In this notebook, I trained the model in two steps. In the first step, I used LightGBM classified to predict probabilities of making a purchase for each row. In the second step, I "filtered out" the rows with very low probability of purchase and trained the LightGBM regression model on the remaining data. Since majority of purchases in GStore are made by the small group of customers, such two-step process will allow us to filter out the non-purchasing customers and let us focus on the purchasing customers during the regression model training.

This notebook goes through the following steps to make a final prediction of a future revenue for each customer based on the provided data.

  • Load data from csv files
  • Convert json format features into individual columns
  • Exclude unnecessary features
  • Visualize data
  • Create new features
  • Prepare data for model training
  • Perform classification using LGBMClassifier combined with grid search
  • Filter out the low probability rows
  • Perform regression using LGBMRegression combined with grid search
  • Make prediction for the test data
  • Save test data prediction into csv file
  • Discussion: Future steps to improve this model

Import some crucial libraries

In [1]:
import pandas as pd
pd.set_option('display.max_columns', 500)
import numpy as np
import matplotlib.pyplot as plt
import seaborn as sns
%matplotlib inline
import datetime
import lightgbm as lgb
from sklearn import preprocessing
from sklearn.model_selection import GridSearchCV
import json
import os
from pandas.io.json import json_normalize
import datetime

Loading the test and training data.

Some of the features are present in json format. We need to expand them in order to use in calculation. The following function does exactly that.

In [2]:
def load_df(csv_path='train.csv', nrows=None):
    JSON_COLUMNS = ['device', 'geoNetwork', 'totals', 'trafficSource']
    
    df = pd.read_csv(csv_path, 
                     converters={column: json.loads for column in JSON_COLUMNS}, 
                     dtype={'fullVisitorId': 'str'}, # Important!!
                     nrows=nrows)
    
    for column in JSON_COLUMNS:
        column_as_df = json_normalize(df[column])
        column_as_df.columns = [f"{column}.{subcolumn}" for subcolumn in column_as_df.columns]
        df = df.drop(column, axis=1).merge(column_as_df, right_index=True, left_index=True)
    print(f"Loaded {os.path.basename(csv_path)}. Shape: {df.shape}")
    return df

# expand the test and train data as pandas dataframes
# this step takes ~5 minutes on my laptop, so instead I created a separate file where I ran these steps once and 
# saved the outputs into csv files, so that I don't have to repeate this step every single time.
# uncomment the lines below when running for the first time

#%%time
#train_df = load_df()
#test_df = load_df("test.csv")

#train_df.to_csv('train_expanded.csv')
#test_df.to_csv('test_expanded.csv')
In [3]:
# load data with expanded json features from files created using the code above
train_df = pd.read_csv('train_v2_expanded.csv', low_memory=False, dtype={'fullVisitorId': 'str'})
test_df = pd.read_csv('test_v2_expanded.csv', low_memory=False, dtype={'fullVisitorId': 'str'})

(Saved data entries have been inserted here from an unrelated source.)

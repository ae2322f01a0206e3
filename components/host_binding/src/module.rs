//! The `bytearray` host module.
//!
//! Each entry point takes host values, unwraps them, runs one byte array
//! operation and wraps the result (or error) back for the host.

use crate::capabilities::{Capability, CapabilityTable};
use crate::convert::{
    check_bytearray, check_bytearray_arg, check_integer, host_error, to_value, type_name,
    with_source,
};
use crate::finalizer::Finalizer;
use bytearray::{ByteArray, ByteArrayOptions};
use core_types::{HostError, HostResult, Value};
use tracing::debug;

/// Name under which the module is registered with the host
pub const MODULE_NAME: &str = "bytearray";

/// Entry points of the `bytearray` module.
///
/// # Examples
///
/// ```
/// use core_types::Value;
/// use host_binding::ByteArrayModule;
///
/// let module = ByteArrayModule::open();
/// let b = module.new_array().unwrap();
///
/// module.concat(&b, &Value::string("AB")).unwrap();
/// assert_eq!(module.len(&b).unwrap(), Value::Integer(2));
/// assert_eq!(module.index(&b, &Value::Integer(0)).unwrap(), Value::Integer(65));
///
/// // Non-numeric keys look up capabilities
/// assert_eq!(
///     module.index(&b, &Value::string("append")).unwrap(),
///     Value::NativeFunction("append".to_string())
/// );
/// ```
#[derive(Debug, Clone)]
pub struct ByteArrayModule {
    capabilities: CapabilityTable,
    options: ByteArrayOptions,
}

impl Default for ByteArrayModule {
    fn default() -> Self {
        Self::open()
    }
}

impl ByteArrayModule {
    /// Register the module with default byte array options
    pub fn open() -> Self {
        Self::with_options(ByteArrayOptions::default())
    }

    /// Register the module; every byte array it creates uses `options`
    pub fn with_options(options: ByteArrayOptions) -> Self {
        let capabilities = CapabilityTable::new();
        debug!(
            module = MODULE_NAME,
            capabilities = capabilities.len(),
            "module opened"
        );
        ByteArrayModule {
            capabilities,
            options,
        }
    }

    /// Name of the module
    pub fn name(&self) -> &'static str {
        MODULE_NAME
    }

    /// Options used for new byte arrays
    pub fn options(&self) -> ByteArrayOptions {
        self.options
    }

    /// The capability table
    pub fn capabilities(&self) -> &CapabilityTable {
        &self.capabilities
    }

    /// `bytearray.new()`: a new, empty byte array
    pub fn new_array(&self) -> HostResult<Value> {
        self.new_with_options(self.options)
    }

    /// `bytearray.new()` with options other than the module's
    pub fn new_with_options(&self, options: ByteArrayOptions) -> HostResult<Value> {
        let array = ByteArray::with_options(options).map_err(|e| host_error(e, "new"))?;
        Ok(to_value(array))
    }

    /// A finalization hook for the byte array held by `this`
    pub fn finalizer(&self, this: &Value) -> HostResult<Finalizer> {
        Ok(Finalizer::new(check_bytearray(this, "__gc")?))
    }

    /// `#b`: number of bytes
    pub fn len(&self, this: &Value) -> HostResult<Value> {
        let array = check_bytearray(this, "__len")?;
        let len = array.len().map_err(|e| host_error(e, "__len"))?;
        Ok(Value::Integer(i64::try_from(len).unwrap_or(i64::MAX)))
    }

    /// `tostring(b)`: the bytes as text, invalid UTF-8 replaced
    pub fn tostring(&self, this: &Value) -> HostResult<Value> {
        let array = check_bytearray(this, "__tostring")?;
        let text = array
            .to_display_string()
            .map_err(|e| host_error(e, "__tostring"))?;
        Ok(Value::String(text.into_bytes()))
    }

    /// `b[key]`: integer keys read a byte, other keys look up a capability.
    ///
    /// Unknown capability names yield `nil`.
    pub fn index(&self, this: &Value, key: &Value) -> HostResult<Value> {
        let array = check_bytearray(this, "__index")?;
        if let Some(index) = key.as_integer() {
            return read_byte(&array, index);
        }
        let found = match key {
            Value::String(name) => std::str::from_utf8(name)
                .ok()
                .and_then(|name| self.get_capability(name)),
            _ => None,
        };
        Ok(found.unwrap_or(Value::Nil))
    }

    /// Numeric half of `__index`
    pub fn get_byte(&self, this: &Value, index: i64) -> HostResult<Value> {
        let array = check_bytearray(this, "__index")?;
        read_byte(&array, index)
    }

    /// Non-numeric half of `__index`
    pub fn get_capability(&self, name: &str) -> Option<Value> {
        self.capabilities
            .registered_name(name)
            .map(|name| Value::NativeFunction(name.to_string()))
    }

    /// `b[key] = value`: overwrite one byte; never grows the array
    pub fn newindex(&self, this: &Value, key: &Value, value: &Value) -> HostResult<()> {
        let array = check_bytearray(this, "__newindex")?;
        let index = check_integer(key, 2, "__newindex")?;
        let byte = check_integer(value, 3, "__newindex")?;
        array
            .set(index, byte)
            .map_err(|e| host_error(e, "__newindex"))
    }

    /// `b:append(source)`: append a string or byte blob, returning `b`
    pub fn append(&self, this: &Value, source: &Value) -> HostResult<Value> {
        self.append_as(this, source, "append")
    }

    /// `b .. source`: same as `append`; the left operand must be a byte array
    pub fn concat(&self, lhs: &Value, rhs: &Value) -> HostResult<Value> {
        if check_bytearray(lhs, "__concat").is_err() {
            return Err(HostError::type_error(format!(
                "attempt to concatenate a {} value with a {}",
                type_name(lhs),
                type_name(rhs)
            )));
        }
        self.append_as(lhs, rhs, "__concat")
    }

    fn append_as(&self, this: &Value, source: &Value, function: &str) -> HostResult<Value> {
        let array = check_bytearray(this, function)?;
        with_source(source, |source| array.append(source).map(|_| ()))
            .map_err(|e| host_error(e, function))?;
        Ok(this.clone())
    }

    /// `b:append_bytearray(other)`: append a copy of `other`, returning `b`
    pub fn append_bytearray(&self, this: &Value, other: &Value) -> HostResult<Value> {
        let array = check_bytearray(this, "append_bytearray")?;
        let other = check_bytearray_arg(other, 2, "append_bytearray")?;
        array
            .append_copy_of(&other)
            .map_err(|e| host_error(e, "append_bytearray"))?;
        Ok(this.clone())
    }

    /// `b:release()`: free the store now
    pub fn release(&self, this: &Value) -> HostResult<()> {
        let array = check_bytearray(this, "release")?;
        array.release().map_err(|e| host_error(e, "release"))?;
        debug!("bytearray released by host");
        Ok(())
    }

    /// Call the capability registered under `name` with `this` as receiver.
    ///
    /// Missing arguments are `nil`; extra arguments are ignored.
    pub fn call_method(&self, this: &Value, name: &str, args: &[Value]) -> HostResult<Value> {
        let capability = self.capabilities.lookup(name).ok_or_else(|| {
            HostError::type_error(format!("attempt to call a nil value (method '{}')", name))
        })?;

        let mut args = args.to_vec();
        if args.len() < capability.arity() {
            args.resize(capability.arity(), Value::Nil);
        }

        match capability {
            Capability::Len => self.len(this),
            Capability::ToString => self.tostring(this),
            Capability::Index => self.index(this, &args[0]),
            Capability::NewIndex => self.newindex(this, &args[0], &args[1]).map(|_| Value::Nil),
            Capability::Concat => self.concat(this, &args[0]),
            Capability::Append => self.append(this, &args[0]),
            Capability::AppendByteArray => self.append_bytearray(this, &args[0]),
            Capability::Release => self.release(this).map(|_| Value::Nil),
        }
    }
}

fn read_byte(array: &ByteArray, index: i64) -> HostResult<Value> {
    array
        .get(index)
        .map(|byte| Value::Integer(i64::from(byte)))
        .map_err(|e| host_error(e, "__index"))
}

Check columns with a single unique value. If there is at least one value and a nan value, then we'll keep such features. Absence of a value (nan value) is itself informative.

In [4]:
constant_columns = [c for c in train_df.columns if train_df[c].nunique(dropna = False) == 1]
constant_columns
Out[4]:
['socialEngagementType',
 'device.browserSize',
 'device.browserVersion',
 'device.flashVersion',
 'device.language',
 'device.mobileDeviceBranding',
 'device.mobileDeviceInfo',
 'device.mobileDeviceMarketingName',
 'device.mobileDeviceModel',
 'device.mobileInputSelector',
 'device.operatingSystemVersion',
 'device.screenColors',
 'device.screenResolution',
 'geoNetwork.cityId',
 'geoNetwork.latitude',
 'geoNetwork.longitude',
 'geoNetwork.networkLocation',
 'totals.visits',
 'trafficSource.adwordsClickInfo.criteriaParameters']

Exclude some useless/extra features.

In [5]:
# features with constant values should be excluded, since they don't carry any useful information.
columns_to_exclude = constant_columns

# in addition, I will also exclude 'sessionId' feature, since it carries no useful information and 'Unnamed: 0',
# since it is an artifact I created when I expanded json features.
# columns_to_exclude = columns_to_exclude + ['sessionId']
columns_to_exclude = columns_to_exclude

# I'll remove these features from both test and training data.
train_df = train_df.drop(columns_to_exclude, axis = 1)
test_df = test_df.drop(columns_to_exclude, axis = 1)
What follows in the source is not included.